• REQUIRED ACTION: Retype the data that follows, keeping every character the same.

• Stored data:
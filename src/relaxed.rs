use num_traits::{Float, Zero, ToPrimitive};
use totsu_core::solver::SolverError;
use totsu_core::LinAlgEx;
use crate::{BoolLp, LpSolve, RelaxError, rounding};

//

/// Status of a relaxed solve.
#[derive(Debug, Clone, Copy, PartialEq)]
pub enum RelaxStatus
{
    Optimal,
    Infeasible,
    Unbounded,
    /// Any other failure of the solver.
    Failure(SolverError),
}

impl core::fmt::Display for RelaxStatus {
    fn fmt(&self, f: &mut core::fmt::Formatter<'_>) -> core::fmt::Result {
        match &self {
            RelaxStatus::Optimal    => write!(f, "optimal"),
            RelaxStatus::Infeasible => write!(f, "infeasible"),
            RelaxStatus::Unbounded  => write!(f, "unbounded"),
            RelaxStatus::Failure(e) => write!(f, "solver_error: {}", e),
        }
    }
}

//

/// Relaxed solution.
///
/// Produced once by [`solve_relaxed`] and immutable afterward.
#[derive(Debug, Clone)]
pub struct Relaxed<F: Float>
{
    status: RelaxStatus,
    x: Vec<F>,
    value: F,
}

impl<F: Float> Relaxed<F>
{
    pub fn status(&self) -> RelaxStatus
    {
        self.status
    }

    pub fn is_optimal(&self) -> bool
    {
        self.status == RelaxStatus::Optimal
    }

    /// Relaxed solution \\(x_{\rm rlx}\\).
    ///
    /// Returns `None` unless [`RelaxStatus::Optimal`].
    pub fn x(&self) -> Option<&[F]>
    {
        if self.is_optimal() {
            Some(&self.x)
        }
        else {
            None
        }
    }

    /// Optimal value of the relaxed problem.
    ///
    /// \\(+\infty\\) if infeasible and \\(-\infty\\) if unbounded when minimizing,
    /// the opposite when maximizing, NaN on other failures.
    pub fn value(&self) -> F
    {
        self.value
    }

    /// Rounds the relaxed solution by a threshold. See [`rounding::round_threshold`].
    ///
    /// Returns `Err` with [`RelaxError::NotOptimal`] if no solution is present.
    pub fn round(&self, threshold: F) -> Result<Vec<F>, RelaxError>
    {
        match self.x() {
            Some(x) => rounding::round_threshold(x, threshold),
            None => {
                log::error!("Cannot round: status {}", self.status);
                Err(RelaxError::NotOptimal)
            },
        }
    }
}

//

/// Relaxes a boolean LP and solves it.
///
/// Returns `Ok` with [`Relaxed`] whose status tells an outcome of the solver,
/// or `Err` if the relaxation cannot be formulated.
/// * `lp` is the boolean LP.
/// * `solver` is the [`LpSolve`] collaborator.
///
/// The solution is clamped into the variable bounds,
/// since an approximate solver may leave them by its tolerance.
pub fn solve_relaxed<L, S>(lp: &BoolLp<L>, solver: &S) -> Result<Relaxed<L::F>, RelaxError>
where L: LinAlgEx, S: LpSolve<L>
{
    let form = lp.relax()?;
    let n = form.n();
    let sense = form.objective().sense;

    log::info!("----- Solving relaxation: n {}, m {}", n, lp.dim().1);

    let status = match solver.solve_lp(&form) {
        Ok(x) if x.len() == n => {
            let (lower, upper) = form.bounds().unwrap_or((L::F::neg_infinity(), L::F::infinity()));

            let mut clamped = L::F::zero();
            let x: Vec<L::F> = x.iter().map(|&v| {
                let c = v.max(lower).min(upper);
                clamped = clamped.max((c - v).abs());
                c
            }).collect();
            log::debug!("clamped into bounds by {:.2e}", clamped.to_f64().unwrap_or(f64::NAN));

            let value = lp.objective(&x);
            log::info!("----- Optimal: {:.6e}", value.to_f64().unwrap_or(f64::NAN));

            return Ok(Relaxed {
                status: RelaxStatus::Optimal,
                x,
                value,
            });
        },
        Ok(x) => {
            log::error!("Solution length {} must be {}", x.len(), n);
            RelaxStatus::Failure(SolverError::InvalidOp)
        },
        Err(SolverError::Infeasible) => RelaxStatus::Infeasible,
        Err(SolverError::Unbounded) => RelaxStatus::Unbounded,
        Err(e) => RelaxStatus::Failure(e),
    };

    log::warn!("----- {}", status);

    let value = match status {
        RelaxStatus::Infeasible => sense.infeasible_value(),
        RelaxStatus::Unbounded => -sense.infeasible_value::<L::F>(),
        _ => L::F::nan(),
    };

    Ok(Relaxed {
        status,
        x: Vec::new(),
        value,
    })
}

//

#[test]
fn test_relaxed_status()
{
    use totsu_core::{FloatGeneric, MatType};
    use crate::{MatBuild, Formulation};

    type L = FloatGeneric<f64>;

    struct FailSolve(SolverError);

    impl LpSolve<L> for FailSolve
    {
        fn solve_lp(&self, _form: &Formulation<'_, L>) -> Result<Vec<f64>, SolverError>
        {
            Err(self.0)
        }
    }

    let lp = BoolLp::<L>::new(
        MatBuild::col(&[-1., -1.]),
        MatBuild::new(MatType::General(1, 2)).iter_rowmaj(&[1., 1.]),
        MatBuild::col(&[1.]),
    ).unwrap();

    let rlx = solve_relaxed(&lp, &FailSolve(SolverError::Infeasible)).unwrap();
    assert_eq!(rlx.status(), RelaxStatus::Infeasible);
    assert_eq!(rlx.value(), f64::INFINITY);
    assert!(rlx.x().is_none());
    assert_eq!(rlx.round(0.5), Err(RelaxError::NotOptimal));
    assert_eq!(format!("{}", rlx.status()), "infeasible");

    let rlx = solve_relaxed(&lp, &FailSolve(SolverError::Unbounded)).unwrap();
    assert_eq!(rlx.status(), RelaxStatus::Unbounded);
    assert_eq!(rlx.value(), f64::NEG_INFINITY);

    let rlx = solve_relaxed(&lp, &FailSolve(SolverError::ExcessIter)).unwrap();
    assert_eq!(rlx.status(), RelaxStatus::Failure(SolverError::ExcessIter));
    assert!(rlx.value().is_nan());
}

#[test]
fn test_relaxed_clamp()
{
    use float_eq::assert_float_eq;
    use totsu_core::{FloatGeneric, MatType};
    use crate::{MatBuild, Formulation};

    type L = FloatGeneric<f64>;

    struct FixedSolve(Vec<f64>);

    impl LpSolve<L> for FixedSolve
    {
        fn solve_lp(&self, _form: &Formulation<'_, L>) -> Result<Vec<f64>, SolverError>
        {
            Ok(self.0.clone())
        }
    }

    let lp = BoolLp::<L>::new(
        MatBuild::col(&[-1., -2., 1.]),
        MatBuild::new(MatType::General(1, 3)).iter_rowmaj(&[1., 1., 1.]),
        MatBuild::col(&[2.]),
    ).unwrap();

    let rlx = solve_relaxed(&lp, &FixedSolve(vec![1. + 1e-7, 1. - 1e-7, -1e-8])).unwrap();
    assert!(rlx.is_optimal());
    assert_float_eq!(rlx.x().unwrap(), [1., 1. - 1e-7, 0.].as_ref(), abs_all <= 1e-15);
    assert_float_eq!(rlx.value(), -3. + 2e-7, abs <= 1e-12);

    let rlx = solve_relaxed(&lp, &FixedSolve(vec![0.5])).unwrap();
    assert_eq!(rlx.status(), RelaxStatus::Failure(SolverError::InvalidOp));
}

• TASK RESPONSE:
filename src/relaxed.rs
use num_traits::{Float, Zero, ToPrimitive};
use totsu_core::solver::SolverError;
use totsu_core::LinAlgEx;
use crate::{BoolLp, LpSolve, RelaxError, rounding};

//

/// Status of a relaxed solve.
#[derive(Debug, Clone, Copy, PartialEq)]
pub enum RelaxStatus
{
    Optimal,
    Infeasible,
    Unbounded,
    /// Any other failure of the solver.
    Failure(SolverError),
}

impl core::fmt::Display for RelaxStatus {
    fn fmt(&self, f: &mut core::fmt::Formatter<'_>) -> core::fmt::Result {
        match &self {
            RelaxStatus::Optimal    => write!(f, "optimal"),
            RelaxStatus::Infeasible => write!(f, "infeasible"),
            RelaxStatus::Unbounded  => write!(f, "unbounded"),
            RelaxStatus::Failure(e) => write!(f, "solver_error: {}", e),
        }
    }
}

//

/// Relaxed solution.
///
/// Produced once by [`solve_relaxed`] and immutable afterward.
#[derive(Debug, Clone)]
pub struct Relaxed<F: Float>
{
    status: RelaxStatus,
    x: Vec<F>,
    value: F,
}

impl<F: Float> Relaxed<F>
{
    pub fn status(&self) -> RelaxStatus
    {
        self.status
    }

    pub fn is_optimal(&self) -> bool
    {
        self.status == RelaxStatus::Optimal
    }

    /// Relaxed solution \\(x_{\rm rlx}\\).
    ///
    /// Returns `None` unless [`RelaxStatus::Optimal`].
    pub fn x(&self) -> Option<&[F]>
    {
        if self.is_optimal() {
            Some(&self.x)
        }
        else {
            None
        }
    }

    /// Optimal value of the relaxed problem.
    ///
    /// \\(+\infty\\) if infeasible and \\(-\infty\\) if unbounded when minimizing,
    /// the opposite when maximizing, NaN on other failures.
    pub fn value(&self) -> F
    {
        self.value
    }

    /// Rounds the relaxed solution by a threshold. See [`rounding::round_threshold`].
    ///
    /// Returns `Err` with [`RelaxError::NotOptimal`] if no solution is present.
    pub fn round(&self, threshold: F) -> Result<Vec<F>, RelaxError>
    {
        match self.x() {
            Some(x) => rounding::round_threshold(x, threshold),
            None => {
                log::error!("Cannot round: status {}", self.status);
                Err(RelaxError::NotOptimal)
            },
        }
    }
}

//

/// Relaxes a boolean LP and solves it.
///
/// Returns `Ok` with [`Relaxed`] whose status tells an outcome of the solver,
/// or `Err` if the relaxation cannot be formulated.
/// * `lp` is the boolean LP.
/// * `solver` is the [`LpSolve`] collaborator.
///
/// The solution is clamped into the variable bounds,
/// since an approximate solver may leave them by its tolerance.
pub fn solve_relaxed<L, S>(lp: &BoolLp<L>, solver: &S) -> Result<Relaxed<L::F>, RelaxError>
where L: LinAlgEx, S: LpSolve<L>
{
    let form = lp.relax()?;
    let n = form.n();
    let sense = form.objective().sense;

    log::info!("----- Solving relaxation: n {}, m {}", n, lp.dim().1);

    let status = match solver.solve_lp(&form) {
        Ok(x) if x.len() == n => {
            let (lower, upper) = form.bounds().unwrap_or((L::F::neg_infinity(), L::F::infinity()));

            let mut clamped = L::F::zero();
            let x: Vec<L::F> = x.iter().map(|&v| {
                let c = v.max(lower).min(upper);
                clamped = clamped.max((c - v).abs());
                c
            }).collect();
            log::debug!("clamped into bounds by {:.2e}", clamped.to_f64().unwrap_or(f64::NAN));

            let value = lp.objective(&x);
            log::info!("----- Optimal: {:.6e}", value.to_f64().unwrap_or(f64::NAN));

            return Ok(Relaxed {
                status: RelaxStatus::Optimal,
                x,
                value,
            });
        },
        Ok(x) => {
            log::error!("Solution length {} must be {}", x.len(), n);
            RelaxStatus::Failure(SolverError::InvalidOp)
        },
        Err(SolverError::Infeasible) => RelaxStatus::Infeasible,
        Err(SolverError::Unbounded) => RelaxStatus::Unbounded,
        Err(e) => RelaxStatus::Failure(e),
    };

    log::warn!("----- {}", status);

    let value = match status {
        RelaxStatus::Infeasible => sense.infeasible_value(),
        RelaxStatus::Unbounded => -sense.infeasible_value::<L::F>(),
        _ => L::F::nan(),
    };

    Ok(Relaxed {
        status,
        x: Vec::new(),
        value,
    })
}

//

#[test]
fn test_relaxed_status()
{
    use totsu_core::{FloatGeneric, MatType};
    use crate::{MatBuild, Formulation};

    type L = FloatGeneric<f64>;

    struct FailSolve(SolverError);

    impl LpSolve<L> for FailSolve
    {
        fn solve_lp(&self, _form: &Formulation<'_, L>) -> Result<Vec<f64>, SolverError>
        {
            Err(self.0)
        }
    }

    let lp = BoolLp::<L>::new(
        MatBuild::col(&[-1., -1.]),
        MatBuild::new(MatType::General(1, 2)).iter_rowmaj(&[1., 1.]),
        MatBuild::col(&[1.]),
    ).unwrap();

    let rlx = solve_relaxed(&lp, &FailSolve(SolverError::Infeasible)).unwrap();
    assert_eq!(rlx.status(), RelaxStatus::Infeasible);
    assert_eq!(rlx.value(), f64::INFINITY);
    assert!(rlx.x().is_none());
    assert_eq!(rlx.round(0.5), Err(RelaxError::NotOptimal));
    assert_eq!(format!("{}", rlx.status()), "infeasible");

    let rlx = solve_relaxed(&lp, &FailSolve(SolverError::Unbounded)).unwrap();
    assert_eq!(rlx.status(), RelaxStatus::Unbounded);
    assert_eq!(rlx.value(), f64::NEG_INFINITY);

    let rlx = solve_relaxed(&lp, &FailSolve(SolverError::ExcessIter)).unwrap();
    assert_eq!(rlx.status(), RelaxStatus::Failure(SolverError::ExcessIter));
    assert!(rlx.value().is_nan());
}

#[test]
fn test_relaxed_clamp()
{
    use float_eq::assert_float_eq;
    use totsu_core::{FloatGeneric, MatType};
    use crate::{MatBuild, Formulation};

    type L = FloatGeneric<f64>;

    struct FixedSolve(Vec<f64>);

    impl LpSolve<L> for FixedSolve
    {
        fn solve_lp(&self, _form: &Formulation<'_, L>) -> Result<Vec<f64>, SolverError>
        {
            Ok(self.0.clone())
        }
    }

    let lp = BoolLp::<L>::new(
        MatBuild::col(&[-1., -2., 1.]),
        MatBuild::new(MatType::General(1, 3)).iter_rowmaj(&[1., 1., 1.]),
        MatBuild::col(&[2.]),
    ).unwrap();

    let rlx = solve_relaxed(&lp, &FixedSolve(vec![1. + 1e-7, 1. - 1e-7, -1e-8])).unwrap();
    assert!(rlx.is_optimal());
    assert_float_eq!(rlx.x().unwrap(), [1., 1. - 1e-7, 0.].as_ref(), abs_all <= 1e-15);
    assert_float_eq!(rlx.value(), -3. + 2e-7, abs <= 1e-12);

    let rlx = solve_relaxed(&lp, &FixedSolve(vec![0.5])).unwrap();
    assert_eq!(rlx.status(), RelaxStatus::Failure(SolverError::InvalidOp));
}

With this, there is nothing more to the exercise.